Test-Time Training for Depression Detection
Sri Harsha Dumpala, Chandramouli Shama Sastry, Rudolf Uher, Sageev Oore
TL;DR
The paper addresses robustness gaps in speech-based depression detection caused by distribution shifts between training and real-world testing. It proposes a test-time training approach built on AudioMAE, employing a Y-shaped architecture where the encoder is updated per test sample to minimize a masked-spectrogram reconstruction objective, after an initial train-time phase that trains only a depression-detection head. Evaluations on CLDD and DAIC-WOZ demonstrate that AudioMAE-TTT substantially improves robustness under background noise, gender bias, and cross-dataset conditions, with performance gains increasing with more TTT steps and statistical significance confirmed. The work highlights the practical potential of test-time adaptation for reliable, in-the-wild depression screening using speech.
Abstract
Previous works on depression detection use datasets collected in similar environments to train and test the models.

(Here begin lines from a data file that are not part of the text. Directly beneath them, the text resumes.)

use std::cell::RefCell;
use std::rc::Rc;

use rquickjs::function::Rest;
use rquickjs::{CatchResultExt, CaughtError, Context, Ctx, Function, Object, Promise, Runtime, Value};
use sandbox::{ErrorKind, ExecutionRequest, ExecutionResult, LogKind, RuntimeLimits};
use tracing::{debug, warn};

use crate::codec;
use crate::console::ConsoleSink;
use crate::instrument::{self, TRACE_FN};
use crate::timeline::{RunClock, Timeline};

/// How a single run ended, before packaging.
enum Outcome {
    Returned(Option<serde_json::Value>),
    Failed(ErrorKind, String),
}

/// Runs one request at a time against a freshly built QuickJS runtime.
///
/// Nothing survives between runs: the runtime, context, console object and
/// trace hook are created for the run and dropped before `evaluate` returns.
#[derive(Debug, Clone, Default)]
pub struct Evaluator {
    limits: RuntimeLimits,
}

impl Evaluator {
    pub fn new(limits: RuntimeLimits) -> Self {
        Self { limits }
    }

    /// Run a request and package its outcome. Never fails: user-code errors
    /// are reported through the result's `error` field.
    pub fn evaluate(&self, request: &ExecutionRequest) -> ExecutionResult {
        match self.try_evaluate(request) {
            Ok(result) => result,
            Err(e) => {
                warn!(request_id = %request.id, error = %e, "JS runtime setup failed");
                ExecutionResult::failed(
                    request.id.as_str(),
                    ErrorKind::Worker,
                    format!("failed to initialize JS runtime: {e}"),
                    0.0,
                )
            }
        }
    }

    fn new_runtime(&self) -> rquickjs::Result<Runtime> {
        let runtime = Runtime::new()?;
        // 0 means "no limit"
        if self.limits.memory_limit_bytes > 0 {
            runtime.set_memory_limit(self.limits.memory_limit_bytes);
        }
        if self.limits.max_stack_bytes > 0 {
            runtime.set_max_stack_size(self.limits.max_stack_bytes);
        }
        Ok(runtime)
    }

    fn try_evaluate(&self, request: &ExecutionRequest) -> rquickjs::Result<ExecutionResult> {
        let runtime = self.new_runtime()?;
        let context = Context::full(&runtime)?;

        let body = if request.instrument {
            instrument::instrument(&request.code)
        } else {
            request.code.clone()
        };
        let source = wrap_source(&body, request.instrument);

        let clock = RunClock::start();
        let sink = Rc::new(RefCell::new(ConsoleSink::new(clock)));
        let timeline = Rc::new(RefCell::new(Timeline::new(clock)));

        let outcome = context.with(|ctx| {
            let trace = request.instrument.then_some(&timeline);
            run_in_context(&ctx, &source, &sink, trace)
        });
        let duration_ms = clock.elapsed_ms();

        // Tear down the run's JS state before anything is reported.
        drop(context);
        drop(runtime);

        let logs = sink.replace(ConsoleSink::new(clock)).into_entries();
        let timeline = if request.instrument {
            timeline.replace(Timeline::new(clock)).into_events()
        } else {
            None
        };

        let (result, error, error_kind) = match outcome {
            Outcome::Returned(value) => (value, None, None),
            Outcome::Failed(kind, message) => (None, Some(message), Some(kind)),
        };

        debug!(
            request_id = %request.id,
            logs = logs.len(),
            trace_events = timeline.as_ref().map_or(0, Vec::len),
            duration_ms,
            failed = error.is_some(),
            "run finished"
        );

        Ok(ExecutionResult {
            id: request.id.clone(),
            logs,
            result,
            error,
            error_kind,
            duration_ms,
            timeline,
        })
    }
}

/// Wrap the body in an async function whose parameters are the only
/// bindings user code receives. The body starts on the header's line so
/// reported line numbers match the submitted source.
fn wrap_source(body: &str, instrument: bool) -> String {
    let params = if instrument {
        format!("console, {TRACE_FN}")
    } else {
        "console".to_owned()
    };
    format!("(async function ({params}) {{ {body}\n}})")
}

fn console_object<'js>(ctx: &Ctx<'js>, sink: &Rc<RefCell<ConsoleSink>>) -> rquickjs::Result<Object<'js>> {
    let console = Object::new(ctx.clone())?;
    for kind in LogKind::ALL {
        let sink = Rc::clone(sink);
        let method = Function::new(
            ctx.clone(),
            move |ctx: Ctx<'js>, args: Rest<Value<'js>>| {
                let text = codec::format_console_args(&ctx, &args.0);
                sink.borrow_mut().push(kind, text);
            },
        )?;
        console.set(kind.as_str(), method)?;
    }
    Ok(console)
}

fn trace_hook<'js>(ctx: &Ctx<'js>, timeline: &Rc<RefCell<Timeline>>) -> rquickjs::Result<Function<'js>> {
    let timeline = Rc::clone(timeline);
    Function::new(ctx.clone(), move |line: u32, snippet: String| {
        timeline.borrow_mut().record(line, snippet);
    })
}

fn failed<'js>(ctx: &Ctx<'js>, kind: ErrorKind, caught: CaughtError<'js>) -> Outcome {
    if let CaughtError::Error(rquickjs::Error::WouldBlock) = caught {
        return Outcome::Failed(
            kind,
            "execution never settled: awaited a promise that cannot resolve".to_owned(),
        );
    }
    Outcome::Failed(kind, codec::describe_caught(ctx, caught))
}

fn run_in_context<'js>(
    ctx: &Ctx<'js>,
    source: &str,
    sink: &Rc<RefCell<ConsoleSink>>,
    timeline: Option<&Rc<RefCell<Timeline>>>,
) -> Outcome {
    let function = match ctx.eval::<Function<'js>, _>(source).catch(ctx) {
        Ok(function) => function,
        Err(caught) => return failed(ctx, ErrorKind::Syntax, caught),
    };

    let console = match console_object(ctx, sink).catch(ctx) {
        Ok(console) => console,
        Err(caught) => return failed(ctx, ErrorKind::Runtime, caught),
    };

    let call = match timeline {
        Some(timeline) => match trace_hook(ctx, timeline).catch(ctx) {
            Ok(trace) => function.call::<_, Promise<'js>>((console, trace)),
            Err(caught) => return failed(ctx, ErrorKind::Runtime, caught),
        },
        None => function.call::<_, Promise<'js>>((console,)),
    };

    let settled = call
        .and_then(|promise| promise.finish::<Value<'js>>())
        .catch(ctx);
    match settled {
        Ok(value) => Outcome::Returned(codec::to_transport(ctx, value)),
        Err(caught) => failed(ctx, ErrorKind::Runtime, caught),
    }
}

#[cfg(test)]
mod tests {
    use super::*;
    use serde_json::json;

    fn run(code: &str, instrument: bool) -> ExecutionResult {
        let request = ExecutionRequest::new("test", code).with_instrument(instrument);
        Evaluator::default().evaluate(&request)
    }

    #[test]
    fn console_log_is_captured() {
        let result = run("console.log(1+1)", false);
        assert_eq!(result.id, "test");
        assert_eq!(result.logs.len(), 1);
        assert_eq!(result.logs[0].kind, LogKind::Log);
        assert_eq!(result.logs[0].text, "2");
        assert!(result.result.is_none());
        assert!(result.error.is_none());
        assert!(result.timeline.is_none());
        assert!(result.duration_ms >= 0.0);
    }

    #[test]
    fn string_arguments_round_trip() {
        let result = run(r#"console.log("x")"#, false);
        assert_eq!(result.logs[0].text, "x");
    }

    #[test]
    fn every_console_method_has_its_kind() {
        let result = run(
            "console.log('a'); console.warn('b'); console.error('c'); console.info('d');",
            false,
        );
        let kinds: Vec<LogKind> = result.logs.iter().map(|l| l.kind).collect();
        assert_eq!(kinds, LogKind::ALL.to_vec());
        assert!(result.logs.windows(2).all(|w| w[0].timestamp_ms <= w[1].timestamp_ms));
    }

    #[test]
    fn thrown_error_is_reported() {
        let result = run("throw new Error('boom')", false);
        assert!(result.error.as_deref().unwrap().contains("boom"));
        assert_eq!(result.error_kind, Some(ErrorKind::Runtime));
        assert!(result.logs.is_empty());
    }

    #[test]
    fn logs_before_failure_are_kept() {
        let result = run("console.log('before');\nnull.x;\nconsole.log('after');", false);
        assert_eq!(result.logs.len(), 1);
        assert_eq!(result.logs[0].text, "before");
        assert!(result.error.as_deref().unwrap().starts_with("TypeError"));
    }

    #[test]
    fn async_rejection_is_reported() {
        let result = run(
            "await Promise.resolve();\nconsole.log('tick');\nawait Promise.reject(new Error('later'));",
            false,
        );
        assert_eq!(result.logs.len(), 1);
        assert_eq!(result.error.as_deref(), Some("Error: later"));
    }

    #[test]
    fn syntax_error_is_classified() {
        let result = run("let = ;", false);
        assert_eq!(result.error_kind, Some(ErrorKind::Syntax));
        assert!(result.error.as_deref().unwrap().contains("SyntaxError"));
        assert!(result.logs.is_empty());
    }

    #[test]
    fn returned_value_becomes_result() {
        let result = run("const xs = [1, 2, 3];\nreturn { sum: xs.reduce((a, b) => a + b, 0) };", false);
        assert_eq!(result.result, Some(json!({"sum": 6})));
    }

    #[test]
    fn unsettled_promise_is_a_runtime_error() {
        let result = run("await new Promise(() => {});", false);
        assert_eq!(result.error_kind, Some(ErrorKind::Runtime));
        assert!(result.error.as_deref().unwrap().contains("never settled"));
    }

    #[test]
    fn instrumented_run_records_each_line() {
        let result = run("let x=5;\nlet y=x*2;\nconsole.log(y);", true);
        assert!(result.error.is_none(), "{:?}", result.error);
        assert_eq!(result.logs.len(), 1);
        assert_eq!(result.logs[0].text, "10");
        let timeline = result.timeline.unwrap();
        let lines: Vec<u32> = timeline.iter().map(|e| e.line).collect();
        assert_eq!(lines, vec![1, 2, 3]);
        assert_eq!(timeline[1].snippet, "let y=x*2;");
        assert!(timeline.windows(2).all(|w| w[0].timestamp_ms <= w[1].timestamp_ms));
    }

    #[test]
    fn loop_bodies_are_traced_per_iteration() {
        let result = run("for (let i = 0; i < 3; i++) {\n  console.log(i);\n}", true);
        let lines: Vec<u32> = result.timeline.unwrap().iter().map(|e| e.line).collect();
        assert_eq!(lines, vec![1, 2, 2, 2]);
    }

    #[test]
    fn timeline_stops_at_failure_point() {
        let result = run("let a = 1;\nthrow new Error('stop');\nlet b = 2;", true);
        let lines: Vec<u32> = result.timeline.unwrap().iter().map(|e| e.line).collect();
        assert_eq!(lines, vec![1, 2]);
        assert!(result.error.unwrap().contains("stop"));
    }

    #[test]
    fn no_timeline_without_reached_statements() {
        let result = run("// nothing here\n", true);
        assert!(result.timeline.is_none());
        assert!(result.error.is_none());
    }

    #[test]
    fn trace_hook_is_not_visible_without_instrumentation() {
        let result = run(&format!("return typeof {TRACE_FN};"), false);
        assert_eq!(result.result, Some(json!("undefined")));
    }

    #[test]
    fn runs_do_not_share_globals() {
        let evaluator = Evaluator::default();
        let first = evaluator.evaluate(&ExecutionRequest::new("a", "globalThis.leak = 1;"));
        assert!(first.error.is_none());
        let second = evaluator.evaluate(&ExecutionRequest::new("b", "return typeof globalThis.leak;"));
        assert_eq!(second.result, Some(json!("undefined")));
    }

    #[test]
    fn deterministic_code_gives_identical_output() {
        let code = "const o = {a: 1, b: [2, 3]};\nconsole.log(o);\nreturn o.b.length;";
        let first = run(code, false);
        let second = run(code, false);
        let texts = |r: &ExecutionResult| r.logs.iter().map(|l| l.text.clone()).collect::<Vec<_>>();
        assert_eq!(texts(&first), texts(&second));
        assert_eq!(first.result, second.result);
    }

    #[test]
    fn line_numbers_in_errors_match_source() {
        let result = run("let a = 1;\n\nundefinedFn();", false);
        assert!(result.error.unwrap().contains("undefinedFn"));
    }

    #[test]
    fn memory_limit_failure_is_contained() {
        let evaluator = Evaluator::new(RuntimeLimits {
            memory_limit_bytes: 8 * 1024 * 1024,
            ..RuntimeLimits::default()
        });
        let request = ExecutionRequest::new(
            "oom",
            "const parts = [];\nwhile (true) { parts.push('x'.repeat(1 << 16)); }",
        );
        let result = evaluator.evaluate(&request);
        assert_eq!(result.error_kind, Some(ErrorKind::Runtime));
        assert!(result.error.is_some());
    }
}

In practice, however, the train and test distributions cannot be guaranteed to be identical. Distribution shifts can be introduced due to variations such as recording environment (e.g., background noise) and demographics (e.g., gender, age, etc). Such distributional shifts can surprisingly lead to severe performance degradation of the depression detection models. In this paper, we analyze the application of test-time training (TTT) to improve robustness of models trained for depression detection. When compared to regular testing of the models, we find TTT can significantly improve the robustness of the model under a variety of distributional shifts introduced due to: (a) background-noise, (b) gender-bias, and (c) data collection and curation procedure (i.e., train and test samples are from separate datasets).